These examples show how tests can be used for value judgments, selection, 
screening, and so forth. Nevertheless, any test claims to serve a specific 
‘function’ (i.e., a specific purpose for which the test has been constructed in 
the first place), and using it to serve that function is sure to guarantees its 
‘validity’—i.e., the test doing what it is expected to do (Bachman, 1990; Brown 
& Salmani Nodoushan, 2015; Gipps, 1994; Harris, 1969; Heaton, 1975; 
Salmani Nodoushan, 2020b). Take, for instance, the TOEFL test, which claims 
to tap test takers’ language proficiency. It is a valid test as long as it is used to 
serve that function. If it is engaged to deal with any other ‘purpose’—notice 
my use of the word ‘purpose’ instead of the technical term ‘function’—it is still 
valid, but not used appropriately and ethically. The invalid ‘use’ of a test is 
anything but tantamount to the ‘invalidity’ of the test itself, and this principle 
holds true for any instrument that is used outside of its ‘design’ capacity (e.g., 
a kitchen knife being used in a surgical operation). 


As such, a clear borderline between test ‘function’ (i.e., the specific and 
designated use of a test), and test ‘affordances’ (i.e., other purposes for which 
the construct-irrelevant affordances of test can be engaged) has to be drawn, 
and the ‘ethical use’ of a test has to be distinguished from the range of 
‘unethical’ and ‘invalid’ uses into which the test can be put; I surmise that this 
is what Messick (1989a) attempted to do in his conception of the notion of 
‘construct validation’ in place of the traditional notion of ‘construct validity’, 
and I assume his aspirations have been misinterpreted—at least by some of 
us. Needless to say, neither Messick nor anyone else has used the term ‘test 
affordances’ in their discussions of construct validation. 

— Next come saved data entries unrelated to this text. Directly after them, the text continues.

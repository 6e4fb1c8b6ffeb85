use std::collections::BTreeMap;

use crate::cfn::Template;
use crate::config::AppConfig;
use crate::error::Result;
use crate::resources::{ParameterHandle, Ssm, StringParam};

/// Parameter store entries for every `[[ssm_parameters]]` in the config.
#[derive(Debug, Default)]
pub struct ConfigurationLayer {
    pub ssm: Ssm,
    /// config key -> created parameter
    pub parameters: BTreeMap<String, ParameterHandle>,
}

impl ConfigurationLayer {
    pub fn new(template: &mut Template, config: &AppConfig) -> Result<Self> {
        let app = &config.application_name;
        let base_name = format!("/{}", config.app_lowercase());
        let mut layer = Self::default();
        for param in &config.ssm_parameters {
            let handle = layer.ssm.add_parameter(template, StringParam {
                id: format!("SSMParameter{app}{}", param.key),
                name: format!("{base_name}/{}", param.key.to_lowercase()),
                value: param.value.clone(),
                description: param.description.clone(),
            })?;
            layer.parameters.insert(param.key.clone(), handle);
        }
        tracing::info!(parameters = layer.parameters.len(), "configuration layer ready");
        Ok(layer)
    }

    pub fn parameter(&self, key: &str) -> Option<&ParameterHandle> {
        self.parameters.get(key)
    }
}
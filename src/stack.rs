use serde_json::Value;

use crate::cfn::{validate_stack_name, LogicalId, Template};
use crate::config::AppConfig;
use crate::error::Result;
use crate::layers::{ConfigurationLayer, IngestionConsumptionLayer, IngestionConsumptionProps, StorageLayer};

/// builds the whole backend template: storage, then configuration, then the
/// API and ingestion pipeline that use both.
pub fn synthesize(config: &AppConfig) -> Result<Template> {
    config.validate()?;
    let app = &config.application_name;
    tracing::info!(application = %app, region = %config.region, "synthesizing stack");

    let mut template = Template::new(format!("Backend for the {app} game"));
    let storage = StorageLayer::new(&mut template, config)?;
    let configuration = ConfigurationLayer::new(&mut template, config)?;
    let raw_data_bucket_arn = storage.raw_data_bucket_arn();
    IngestionConsumptionLayer::new(&mut template, &IngestionConsumptionProps {
        config,
        ssm: &configuration.ssm,
        raw_data_bucket_arn: &raw_data_bucket_arn,
    })?;

    template.add_output(&LogicalId::new("AppBucket")?, "Bucket hosting the game client",
        Value::String(storage.app_bucket.bucket_name().to_string()));
    template.add_output(&LogicalId::new("RawDataBucketArn")?, "Bucket the input stream is delivered into",
        Value::String(raw_data_bucket_arn));

    tracing::info!(resources = template.resources.len(), outputs = template.outputs.len(), "synthesized stack");
    Ok(template)
}

pub fn stack_name(config: &AppConfig) -> Result<String> {
    let name = config.stack_name();
    validate_stack_name(&name)?;
    Ok(name)
}

#[cfg(test)]
mod tests {
    use super::*;
    use crate::config::test_config;
    use crate::error::Error;

    #[test]
    fn synthesizes_with_outputs() {
        let template = synthesize(&test_config()).unwrap();
        let mut keys: Vec<_> = template.outputs.keys().map(String::as_str).collect();
        keys.sort();
        assert_eq!(keys, ["ApiUrl", "AppBucket", "RawDataBucketArn"]);
        assert_eq!(template.outputs["AppBucket"].value, "spaceinvaders.app");
        assert_eq!(template.outputs["RawDataBucketArn"].value, "arn:aws:s3:::spaceinvaders.raw");
        assert_eq!(template.description.as_deref(), Some("Backend for the SpaceInvaders game"));
    }

    #[test]
    fn invalid_config_is_rejected_before_anything_is_built() {
        let mut config = test_config();
        config.region = "moon-east-1".into();
        assert!(matches!(synthesize(&config), Err(Error::InvalidRegion(..))));
    }

    #[test]
    fn stack_name_defaults_to_application_name() {
        let mut config = test_config();
        assert_eq!(stack_name(&config).unwrap(), "SpaceInvaders");
        config.stack_name = Some("space-invaders-dev".into());
        assert_eq!(stack_name(&config).unwrap(), "space-invaders-dev");
        config.stack_name = Some("bad_name".into());
        assert!(stack_name(&config).is_err());
    }
}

Affordances are the totality of the central functions and other subsidiary 
purposes into which any thingamabob can be put. Affordances can be 
classified as perceptible, false, or hidden (a la Gaver, 1991), or physical, 
cognitive, pattern, sensory, functional/explicit, and negative (a la Hartson 
2001). Take a chair as an example. It has been designed so that we can sit on it 
at a table, in a bar, etc. That is the ‘function’—i.e., the very specific purpose—it 
has been specifically designed to serve. The very fact that you can sit on a 
chair (i.e., engage its perceptible affordance) makes it ‘valid’. If its construction 
is weak and it breaks once you sit on it, it is still valid, but not reliable; its 
specific central function should never be mistaken for its ‘trustworthiness’. 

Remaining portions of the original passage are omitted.